What you should do: Take the data from its first line. Print each line exactly until the line containing "for field in" has been printed too.
>>
//! Flattens nested table schemas into dotted column descriptors.

use crate::types::{SchemaField, TableField};

/// Whether a field holds nested columns rather than a value.
fn is_record(field: &TableField) -> bool {
    matches!(field.field_type.as_str(), "RECORD" | "STRUCT")
}

/// Flatten a nested schema, replacing each record by its prefixed children.
pub fn flatten_schema(fields: &[TableField]) -> Vec<SchemaField> {
    let mut out = Vec::with_capacity(fields.len());
    flatten_into(fields, "", &mut out);
    out
}

fn flatten_into(fields: &[TableField], prefix: &str, out: &mut Vec<SchemaField>) {
    for field in fields {
        let name = format!("{}{}", prefix, field.name);
        if is_record(field) {
            // A record with no children contributes nothing.
            flatten_into(&field.fields, &format!("{}.", name), out);
        } else {
            out.push(SchemaField {
                name,
                field_type: field.field_type.clone(),
                mode: field.mode.clone(),
            });
        }
    }
}

#[cfg(test)]
mod tests {
    use super::*;

    fn leaf(name: &str, ty: &str, mode: &str) -> TableField {
        TableField {
            name: name.into(),
            field_type: ty.into(),
            mode: mode.into(),
            fields: Vec::new(),
            description: None,
        }
    }

    fn record(name: &str, mode: &str, fields: Vec<TableField>) -> TableField {
        TableField {
            name: name.into(),
            field_type: "RECORD".into(),
            mode: mode.into(),
            fields,
            description: None,
        }
    }

    #[test]
    fn flat_fields_pass_through() {
        let out = flatten_schema(&[
            leaf("event_date", "STRING", "NULLABLE"),
            leaf("event_timestamp", "INTEGER", "NULLABLE"),
        ]);
        assert_eq!(out.len(), 2);
        assert_eq!(out[1].name, "event_timestamp");
        assert_eq!(out[1].field_type, "INTEGER");
    }

    #[test]
    fn nested_records_use_dotted_paths() {
        let schema = vec![
            leaf("event_name", "STRING", "NULLABLE"),
            record(
                "event_params",
                "REPEATED",
                vec![
                    leaf("key", "STRING", "NULLABLE"),
                    record(
                        "value",
                        "NULLABLE",
                        vec![
                            leaf("string_value", "STRING", "NULLABLE"),
                            leaf("int_value", "INTEGER", "NULLABLE"),
                        ],
                    ),
                ],
            ),
        ];

        let names: Vec<String> = flatten_schema(&schema).into_iter().map(|f| f.name).collect();
        assert_eq!(
            names,
            vec![
                "event_name",
                "event_params.key",
                "event_params.value.string_value",
                "event_params.value.int_value",
            ]
        );
    }

    #[test]
    fn empty_record_is_dropped() {
        let out = flatten_schema(&[
            record("privacy_info", "NULLABLE", Vec::new()),
            leaf("user_id", "STRING", "NULLABLE"),
        ]);
        assert_eq!(out.len(), 1);
        assert_eq!(out[0].name, "user_id");
    }

    #[test]
    fn struct_alias_is_treated_as_record() {
        let mut s = record("device", "NULLABLE", vec![leaf("category", "STRING", "NULLABLE")]);
        s.field_type = "STRUCT".into();
        let out = flatten_schema(&[s]);
        assert_eq!(out[0].to_string(), "device.category (STRING, NULLABLE)");
    }
}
<<
Output of the exercise:
//! Flattens nested table schemas into dotted column descriptors.

use crate::types::{SchemaField, TableField};

/// Whether a field holds nested columns rather than a value.
fn is_record(field: &TableField) -> bool {
    matches!(field.field_type.as_str(), "RECORD" | "STRUCT")
}

/// Flatten a nested schema, replacing each record by its prefixed children.
pub fn flatten_schema(fields: &[TableField]) -> Vec<SchemaField> {
    let mut out = Vec::with_capacity(fields.len());
    flatten_into(fields, "", &mut out);
    out
}

fn flatten_into(fields: &[TableField], prefix: &str, out: &mut Vec<SchemaField>) {
    for field in fields {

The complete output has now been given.